Stock Market Basics – Stock Market Definitions

Stock Market Basics

Before investing in the stock market, it is vitally important to first understand stock market basics, such as:  what is a stock?, what is the stock market?, how are stocks traded?  Understanding stock market basics will help an investor make sound investment decisions.

A Stock is a financial security that is sold by a corporation that represents a share or fraction of ownership in a corporation.

A Dividend is a cash payment made by a company to owners of their common stock, and is paid out based on the number of shares held.  A dividend can be a regular periodic payment based on earnings or a one-time special payment from a cash surplus generated from business activities, such as the sale of a company division.

The Stock Market is a collection of stock trading markets, which themselves are comprised of thousands of individual stocks that trade on various stock exchanges and stock quotation systems.

There are three major Stock Market Indexes that are used to gauge stock market performance, including:  the Dow Jones Industrial Average, the NASDAQ Composite index and the Standards and Poors 500 index (S&P 500).  These indexes are comprised of companies that are selected based on their representation of segments of the economy.

To buy or sell stocks, one must have a Brokerage Account.  A brokerage account is an account that an investor opens with a licensed brokerage firm that an investor can use to place orders to buy and sell stocks.  The licensed brokerage firm represents an investor in the stock market, and executes an investor’s buy or sell orders based on the instructions from the investor.

There are two basic types of stock buying and selling orders that can be executed from a brokerage account:  a Market Order and a Limit Order.  A Market Order is an order to buy or sell a stock at the current price that is available at the time the order is sent from the licensed brokerage firm to the exchange or trading platform on which a stock trades.  Since stock prices can fluctuate considerably, even over a matter of seconds, an investor that uses a market order has no control over the price at which their stock purchase or sale occurs.  The advantage of using a market order is that the order to buy or sell a stock will occur, regardless of price.  A Limit Order is an order to buy or sell a stock at a set price.  Although a limit order guarantees the price at which a stock transaction will occur, the disadvantage of using a limit order is that there is no guarantee that a stock will be brought or sold if the limit price that is set is not reached during trading in a stock, and as a result the buy or sell order may not be executed.
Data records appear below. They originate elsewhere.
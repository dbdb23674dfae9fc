// crates/watchkeeper-core/tests/proptest_doorbell.rs
// ============================================================================
// Module: Doorbell Property Tests
// Description: Property-based parsing checks for doorbell tokens.
// Purpose: Parsing never panics on arbitrary input and well-formed tokens
//          round-trip their fields.
// ============================================================================

//! ## Overview
//! Property tests for the doorbell parser: arbitrary bytes never panic the
//! parser, and constructed well-formed tokens of both wire forms decode to
//! the fields they were built from.

#![allow(
    clippy::panic,
    clippy::unwrap_used,
    clippy::expect_used,
    reason = "Test-only assertions and helpers are permitted."
)]

use proptest::prelude::*;
use watchkeeper_core::DoorbellToken;
use watchkeeper_core::TwitchCategory;

proptest! {
    #[test]
    fn parse_never_panics(raw in ".*") {
        let _ = DoorbellToken::parse(&raw);
    }

    #[test]
    fn piped_tokens_round_trip(
        category_index in 0_usize..TwitchCategory::ALL.len(),
        timestamp in 1_i64..=4_102_444_800_000,
        seq in proptest::option::of(0_u64..1_000_000),
    ) {
        let category = TwitchCategory::ALL[category_index];
        let raw = match seq {
            None => format!("{}|{timestamp}", category.as_str()),
            Some(seq) => format!("{}|{timestamp}|{seq}", category.as_str()),
        };
        let token = DoorbellToken::parse(&raw).expect("well-formed token");
        prop_assert_eq!(token.category, category);
        prop_assert_eq!(token.timestamp_ms, timestamp);
        prop_assert_eq!(token.seq, seq);
    }

    #[test]
    fn packed_tokens_round_trip(
        category_index in 0_usize..TwitchCategory::ALL.len(),
        timestamp in 1_i64..=4_102_444_800_000,
    ) {
        let category = TwitchCategory::ALL[category_index];
        let raw = format!("{}{timestamp}", category.code());
        let token = DoorbellToken::parse(&raw).expect("well-formed token");
        prop_assert_eq!(token.category, category);
        prop_assert_eq!(token.timestamp_ms, timestamp);
    }
}
// crates/watchkeeper-core/src/core/twitch.rs
// ============================================================================
// Module: Watchkeeper Twitch Records
// Description: Normalized stream-event records and per-category cursors.
// Purpose: Model doorbell-ingested events and the monotonic dedupe cursor.
// Dependencies: crate::core::{doorbell, identifiers, time}, serde, serde_json
// ============================================================================

//! ## Overview
//! Each accepted doorbell produces one normalized event record; dedupe is by
//! the per-category commit marker, which only advances forward. Records carry
//! the user identity fields needed for per-user rollups without scanning raw
//! payloads.

// ============================================================================
// SECTION: Imports
// ============================================================================

use serde::Deserialize;
use serde::Serialize;
use serde_json::Value;

use crate::core::doorbell::TwitchCategory;
use crate::core::identifiers::EventId;
use crate::core::time::UtcMillis;

// ============================================================================
// SECTION: Event Records
// ============================================================================

/// Normalized stream-event record.
///
/// # Invariants
/// - `marker` equals the commit marker that advanced the category cursor.
#[derive(Debug, Clone, PartialEq, Serialize, Deserialize)]
pub struct TwitchEventRecord {
    /// Stable unique event identifier.
    pub event_id: EventId,
    /// Event category.
    pub category: TwitchCategory,
    /// Receipt time.
    pub received_at: UtcMillis,
    /// Commit marker that accepted this event.
    pub marker: i64,
    /// Platform user identifier, when present in the payload.
    pub user_id: Option<String>,
    /// Platform user login, when present in the payload.
    pub user_login: Option<String>,
    /// Redeem title for `REDEEM` events.
    pub redeem_title: Option<String>,
    /// Normalized bridge variables payload.
    pub payload: Value,
}

// ============================================================================
// SECTION: Cursors
// ============================================================================

/// Per-category monotonic ingest cursor.
///
/// # Invariants
/// - `marker` only advances forward for a category.
#[derive(Debug, Clone, Copy, PartialEq, Eq, Serialize, Deserialize)]
pub struct TwitchCursor {
    /// Cursor category.
    pub category: TwitchCategory,
    /// Highest accepted commit marker.
    pub marker: i64,
    /// Time of the last advance.
    pub advanced_at: UtcMillis,
}

// ============================================================================
// SECTION: Rollups
// ============================================================================

/// Per-user aggregate over the stream-event log.
///
/// # Invariants
/// - Counts cover the whole retained log.
#[derive(Debug, Clone, PartialEq, Eq, Serialize, Deserialize)]
pub struct TwitchUserSummary {
    /// Platform user identifier.
    pub user_id: String,
    /// Most recent login seen for the user.
    pub user_login: Option<String>,
    /// Total events attributed to the user.
    pub event_count: u64,
    /// Events per category label.
    pub by_category: Vec<CategoryCount>,
    /// Time of the most recent event.
    pub last_seen: Option<UtcMillis>,
}

/// Count of events for one category.
#[derive(Debug, Clone, PartialEq, Eq, Serialize, Deserialize)]
pub struct CategoryCount {
    /// Category label.
    pub category: TwitchCategory,
    /// Event count.
    pub count: u64,
}

/// Redeem frequency entry for per-user rollups.
#[derive(Debug, Clone, PartialEq, Eq, Serialize, Deserialize)]
pub struct RedeemCount {
    /// Redeem title.
    pub title: String,
    /// Redemption count.
    pub count: u64,
}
Stock Market Basics –Basic Stock Market Investing Strategy

Understanding stock market basics includes understanding the basic stock market investment strategy of buying stocks low and selling stocks high.  Everyone invests in the stock market to make money, and to do so you have to buy when a stock is low and sell it when it is high, which can include buying a stock that is already a high flyer and selling it even higher, as a company’s revenues and earnings grow.  To learn more about stock market basics, see:  Stock Market Advice – Definitions and Strategies, How to Play The Stock Market, and Advice on Stocks – Definitions and Valuation Methods.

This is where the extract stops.